→ **WHAT IS NEEDED**
The lines you need are those holding the word "contains"; pull them from the material.

→ **DATA RECORDS**
★ ★ ★

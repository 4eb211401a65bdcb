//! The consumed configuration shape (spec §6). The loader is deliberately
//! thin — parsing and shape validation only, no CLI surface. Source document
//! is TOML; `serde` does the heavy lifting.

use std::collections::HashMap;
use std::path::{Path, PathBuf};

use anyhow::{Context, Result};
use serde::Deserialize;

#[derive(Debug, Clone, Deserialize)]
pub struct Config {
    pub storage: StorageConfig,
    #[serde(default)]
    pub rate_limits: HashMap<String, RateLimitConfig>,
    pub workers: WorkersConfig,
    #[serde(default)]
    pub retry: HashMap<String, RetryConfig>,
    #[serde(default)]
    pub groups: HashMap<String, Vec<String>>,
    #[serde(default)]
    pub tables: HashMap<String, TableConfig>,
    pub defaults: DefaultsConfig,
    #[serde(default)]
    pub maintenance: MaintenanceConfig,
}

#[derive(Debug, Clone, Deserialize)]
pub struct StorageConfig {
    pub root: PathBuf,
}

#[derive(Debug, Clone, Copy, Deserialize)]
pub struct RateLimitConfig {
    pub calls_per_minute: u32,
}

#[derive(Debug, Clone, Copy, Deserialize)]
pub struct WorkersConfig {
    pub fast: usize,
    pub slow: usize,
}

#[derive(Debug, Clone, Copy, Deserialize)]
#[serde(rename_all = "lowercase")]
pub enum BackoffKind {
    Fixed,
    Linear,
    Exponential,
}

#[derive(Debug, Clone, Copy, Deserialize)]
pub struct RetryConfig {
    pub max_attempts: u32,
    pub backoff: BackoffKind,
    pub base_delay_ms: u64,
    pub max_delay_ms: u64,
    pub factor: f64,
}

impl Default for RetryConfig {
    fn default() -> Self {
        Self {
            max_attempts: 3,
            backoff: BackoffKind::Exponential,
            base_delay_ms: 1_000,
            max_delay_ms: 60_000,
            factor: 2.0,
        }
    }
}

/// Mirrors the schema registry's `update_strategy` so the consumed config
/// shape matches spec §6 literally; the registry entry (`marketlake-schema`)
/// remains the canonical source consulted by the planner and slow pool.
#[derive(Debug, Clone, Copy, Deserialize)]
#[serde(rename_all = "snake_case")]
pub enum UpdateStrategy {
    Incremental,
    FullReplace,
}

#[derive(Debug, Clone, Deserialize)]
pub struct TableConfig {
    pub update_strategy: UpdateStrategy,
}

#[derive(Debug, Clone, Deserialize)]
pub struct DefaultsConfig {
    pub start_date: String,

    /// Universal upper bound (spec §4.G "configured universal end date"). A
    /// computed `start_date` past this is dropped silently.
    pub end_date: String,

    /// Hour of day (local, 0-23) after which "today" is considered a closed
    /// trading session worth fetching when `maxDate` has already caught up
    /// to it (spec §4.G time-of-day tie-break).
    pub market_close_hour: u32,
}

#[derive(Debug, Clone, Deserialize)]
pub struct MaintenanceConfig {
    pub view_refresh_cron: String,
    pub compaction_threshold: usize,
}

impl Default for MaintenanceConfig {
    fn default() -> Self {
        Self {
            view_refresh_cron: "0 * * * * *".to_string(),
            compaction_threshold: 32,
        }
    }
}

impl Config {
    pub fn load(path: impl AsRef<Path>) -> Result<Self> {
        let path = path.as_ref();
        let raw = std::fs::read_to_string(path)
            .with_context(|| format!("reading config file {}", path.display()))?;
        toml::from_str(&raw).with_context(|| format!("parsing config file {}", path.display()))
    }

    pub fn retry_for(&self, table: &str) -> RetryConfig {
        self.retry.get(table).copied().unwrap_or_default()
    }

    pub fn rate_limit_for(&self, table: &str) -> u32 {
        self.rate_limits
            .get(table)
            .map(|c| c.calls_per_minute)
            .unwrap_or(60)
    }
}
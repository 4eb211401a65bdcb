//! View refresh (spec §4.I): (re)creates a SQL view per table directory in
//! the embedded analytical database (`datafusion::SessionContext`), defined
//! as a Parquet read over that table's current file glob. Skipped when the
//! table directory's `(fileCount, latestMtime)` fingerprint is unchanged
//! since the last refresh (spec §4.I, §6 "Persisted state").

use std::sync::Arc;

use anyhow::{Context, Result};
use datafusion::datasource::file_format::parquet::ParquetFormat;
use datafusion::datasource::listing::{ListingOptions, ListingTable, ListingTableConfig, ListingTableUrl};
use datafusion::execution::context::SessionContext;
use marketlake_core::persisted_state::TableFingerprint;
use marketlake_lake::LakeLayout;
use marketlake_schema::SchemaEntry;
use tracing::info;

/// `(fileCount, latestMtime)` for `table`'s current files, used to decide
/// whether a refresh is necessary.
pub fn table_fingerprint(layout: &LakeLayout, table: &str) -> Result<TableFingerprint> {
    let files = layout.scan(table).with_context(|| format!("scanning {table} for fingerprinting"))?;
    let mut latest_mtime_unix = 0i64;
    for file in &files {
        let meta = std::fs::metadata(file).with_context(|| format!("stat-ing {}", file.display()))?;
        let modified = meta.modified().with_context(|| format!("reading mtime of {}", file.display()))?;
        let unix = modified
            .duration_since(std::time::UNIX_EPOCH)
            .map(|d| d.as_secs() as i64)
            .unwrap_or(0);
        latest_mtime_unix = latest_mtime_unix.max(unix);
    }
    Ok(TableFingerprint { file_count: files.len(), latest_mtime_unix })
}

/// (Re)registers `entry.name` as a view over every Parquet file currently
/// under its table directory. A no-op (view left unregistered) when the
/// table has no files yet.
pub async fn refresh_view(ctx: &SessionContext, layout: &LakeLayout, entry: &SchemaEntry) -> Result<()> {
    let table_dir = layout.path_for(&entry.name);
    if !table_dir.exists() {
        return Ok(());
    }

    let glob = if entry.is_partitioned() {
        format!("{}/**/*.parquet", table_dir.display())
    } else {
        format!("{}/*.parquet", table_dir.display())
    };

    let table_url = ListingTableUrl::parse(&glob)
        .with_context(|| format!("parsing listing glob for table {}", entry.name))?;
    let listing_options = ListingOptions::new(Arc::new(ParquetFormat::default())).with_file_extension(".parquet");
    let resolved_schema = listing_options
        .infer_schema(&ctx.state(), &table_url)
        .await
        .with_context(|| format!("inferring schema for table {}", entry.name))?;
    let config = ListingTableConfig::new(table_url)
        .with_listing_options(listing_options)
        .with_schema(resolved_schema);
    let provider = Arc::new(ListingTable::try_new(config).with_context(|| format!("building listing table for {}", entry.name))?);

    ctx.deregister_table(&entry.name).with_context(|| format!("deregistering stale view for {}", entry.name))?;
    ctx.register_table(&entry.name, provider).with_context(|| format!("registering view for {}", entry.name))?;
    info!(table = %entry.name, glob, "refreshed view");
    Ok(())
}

★ ★ ★

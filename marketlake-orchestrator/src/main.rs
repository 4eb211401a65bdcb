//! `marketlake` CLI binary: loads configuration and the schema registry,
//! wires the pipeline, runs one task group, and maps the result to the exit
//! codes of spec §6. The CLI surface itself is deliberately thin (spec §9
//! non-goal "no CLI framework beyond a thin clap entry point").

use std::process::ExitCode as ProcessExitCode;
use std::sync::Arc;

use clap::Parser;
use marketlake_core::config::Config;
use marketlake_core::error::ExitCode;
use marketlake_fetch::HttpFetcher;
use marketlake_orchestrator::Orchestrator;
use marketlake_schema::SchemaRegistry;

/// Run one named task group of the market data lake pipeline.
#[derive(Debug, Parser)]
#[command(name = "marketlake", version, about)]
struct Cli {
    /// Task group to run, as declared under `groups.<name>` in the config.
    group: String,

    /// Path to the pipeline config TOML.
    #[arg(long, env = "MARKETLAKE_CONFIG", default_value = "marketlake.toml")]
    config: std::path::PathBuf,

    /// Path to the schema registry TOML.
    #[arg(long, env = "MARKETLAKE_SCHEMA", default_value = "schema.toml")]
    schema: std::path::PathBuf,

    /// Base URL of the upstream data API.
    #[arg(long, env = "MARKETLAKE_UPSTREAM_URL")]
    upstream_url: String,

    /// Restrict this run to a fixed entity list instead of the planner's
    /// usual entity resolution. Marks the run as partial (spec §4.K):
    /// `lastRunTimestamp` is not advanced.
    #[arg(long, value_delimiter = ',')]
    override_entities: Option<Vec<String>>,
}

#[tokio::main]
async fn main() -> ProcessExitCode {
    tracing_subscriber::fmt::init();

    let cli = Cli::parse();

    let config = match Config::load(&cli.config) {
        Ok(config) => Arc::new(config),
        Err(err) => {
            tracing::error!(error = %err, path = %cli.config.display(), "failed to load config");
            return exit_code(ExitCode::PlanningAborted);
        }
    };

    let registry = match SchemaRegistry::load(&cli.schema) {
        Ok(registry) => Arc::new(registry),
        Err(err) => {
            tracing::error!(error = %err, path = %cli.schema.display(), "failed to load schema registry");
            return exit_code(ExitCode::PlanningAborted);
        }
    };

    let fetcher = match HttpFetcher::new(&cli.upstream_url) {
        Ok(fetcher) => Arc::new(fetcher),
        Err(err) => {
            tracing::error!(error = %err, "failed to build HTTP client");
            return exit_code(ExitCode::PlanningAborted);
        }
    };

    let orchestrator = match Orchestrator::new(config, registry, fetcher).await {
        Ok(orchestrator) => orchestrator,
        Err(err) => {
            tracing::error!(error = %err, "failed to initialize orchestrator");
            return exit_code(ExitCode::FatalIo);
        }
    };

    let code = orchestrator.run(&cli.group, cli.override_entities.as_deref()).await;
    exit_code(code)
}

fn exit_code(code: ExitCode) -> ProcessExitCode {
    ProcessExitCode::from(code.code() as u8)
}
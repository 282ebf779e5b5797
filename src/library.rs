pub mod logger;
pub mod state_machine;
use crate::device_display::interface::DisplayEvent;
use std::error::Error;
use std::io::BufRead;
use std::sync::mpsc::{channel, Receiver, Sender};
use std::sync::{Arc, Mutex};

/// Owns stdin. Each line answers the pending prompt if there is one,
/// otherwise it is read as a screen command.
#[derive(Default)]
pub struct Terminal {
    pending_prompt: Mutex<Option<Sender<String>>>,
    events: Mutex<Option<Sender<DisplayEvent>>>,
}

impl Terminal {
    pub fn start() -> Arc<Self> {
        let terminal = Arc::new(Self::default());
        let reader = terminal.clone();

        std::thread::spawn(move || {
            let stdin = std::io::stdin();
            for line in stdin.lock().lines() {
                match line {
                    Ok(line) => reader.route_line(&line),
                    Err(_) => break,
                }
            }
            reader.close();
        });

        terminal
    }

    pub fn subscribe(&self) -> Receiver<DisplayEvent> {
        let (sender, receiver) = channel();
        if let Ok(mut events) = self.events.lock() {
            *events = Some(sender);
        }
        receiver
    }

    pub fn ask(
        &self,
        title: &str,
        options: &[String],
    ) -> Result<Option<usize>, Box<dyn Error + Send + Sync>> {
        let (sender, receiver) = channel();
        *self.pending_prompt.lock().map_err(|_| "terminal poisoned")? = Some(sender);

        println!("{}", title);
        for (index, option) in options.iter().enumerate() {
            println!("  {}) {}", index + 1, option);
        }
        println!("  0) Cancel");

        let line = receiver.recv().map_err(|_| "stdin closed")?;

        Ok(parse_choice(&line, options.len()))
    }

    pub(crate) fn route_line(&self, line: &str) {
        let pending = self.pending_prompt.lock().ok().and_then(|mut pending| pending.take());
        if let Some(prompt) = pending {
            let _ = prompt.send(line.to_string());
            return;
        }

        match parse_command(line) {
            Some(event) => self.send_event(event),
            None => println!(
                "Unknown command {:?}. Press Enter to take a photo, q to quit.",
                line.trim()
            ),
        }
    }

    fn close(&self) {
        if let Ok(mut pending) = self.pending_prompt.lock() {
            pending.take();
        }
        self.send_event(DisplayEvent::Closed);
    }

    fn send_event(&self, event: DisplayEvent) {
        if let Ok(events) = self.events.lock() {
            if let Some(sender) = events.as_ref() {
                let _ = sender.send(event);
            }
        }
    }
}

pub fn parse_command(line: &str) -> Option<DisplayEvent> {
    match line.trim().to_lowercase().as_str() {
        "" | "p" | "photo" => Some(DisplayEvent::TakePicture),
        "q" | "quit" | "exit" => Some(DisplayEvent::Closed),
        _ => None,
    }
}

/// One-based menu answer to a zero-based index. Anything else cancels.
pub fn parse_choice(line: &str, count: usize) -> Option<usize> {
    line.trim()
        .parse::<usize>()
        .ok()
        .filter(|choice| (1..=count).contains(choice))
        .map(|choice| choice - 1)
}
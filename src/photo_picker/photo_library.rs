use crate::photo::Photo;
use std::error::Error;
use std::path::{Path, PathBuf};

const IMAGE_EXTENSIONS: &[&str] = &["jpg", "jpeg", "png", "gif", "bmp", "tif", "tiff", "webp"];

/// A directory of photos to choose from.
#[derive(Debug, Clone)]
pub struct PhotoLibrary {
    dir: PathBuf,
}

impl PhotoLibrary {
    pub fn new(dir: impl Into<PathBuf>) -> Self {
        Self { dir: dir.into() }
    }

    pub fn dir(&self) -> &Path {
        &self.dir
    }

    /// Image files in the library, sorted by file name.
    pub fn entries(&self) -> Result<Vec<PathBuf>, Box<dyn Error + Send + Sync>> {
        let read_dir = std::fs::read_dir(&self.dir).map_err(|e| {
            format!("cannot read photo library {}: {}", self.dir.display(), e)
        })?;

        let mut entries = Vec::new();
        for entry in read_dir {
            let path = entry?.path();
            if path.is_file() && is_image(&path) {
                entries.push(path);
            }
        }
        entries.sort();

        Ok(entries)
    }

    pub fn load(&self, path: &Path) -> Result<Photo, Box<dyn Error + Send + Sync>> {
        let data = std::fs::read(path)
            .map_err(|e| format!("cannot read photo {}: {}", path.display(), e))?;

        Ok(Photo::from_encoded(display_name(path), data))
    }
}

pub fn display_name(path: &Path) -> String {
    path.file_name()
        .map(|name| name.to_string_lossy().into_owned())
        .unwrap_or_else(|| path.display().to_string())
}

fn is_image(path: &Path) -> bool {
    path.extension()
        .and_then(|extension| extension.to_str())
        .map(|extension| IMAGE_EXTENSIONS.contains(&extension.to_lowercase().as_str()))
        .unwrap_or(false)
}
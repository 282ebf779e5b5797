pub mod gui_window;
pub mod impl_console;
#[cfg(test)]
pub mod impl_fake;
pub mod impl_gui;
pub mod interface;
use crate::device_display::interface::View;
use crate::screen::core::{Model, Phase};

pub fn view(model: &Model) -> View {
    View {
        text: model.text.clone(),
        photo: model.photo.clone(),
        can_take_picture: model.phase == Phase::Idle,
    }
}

★ ★ ★

→ **THE ANSWER**
        .filter(|choice| (1..=count).contains(choice))
        .map(|extension| IMAGE_EXTENSIONS.contains(&extension.to_lowercase().as_str()))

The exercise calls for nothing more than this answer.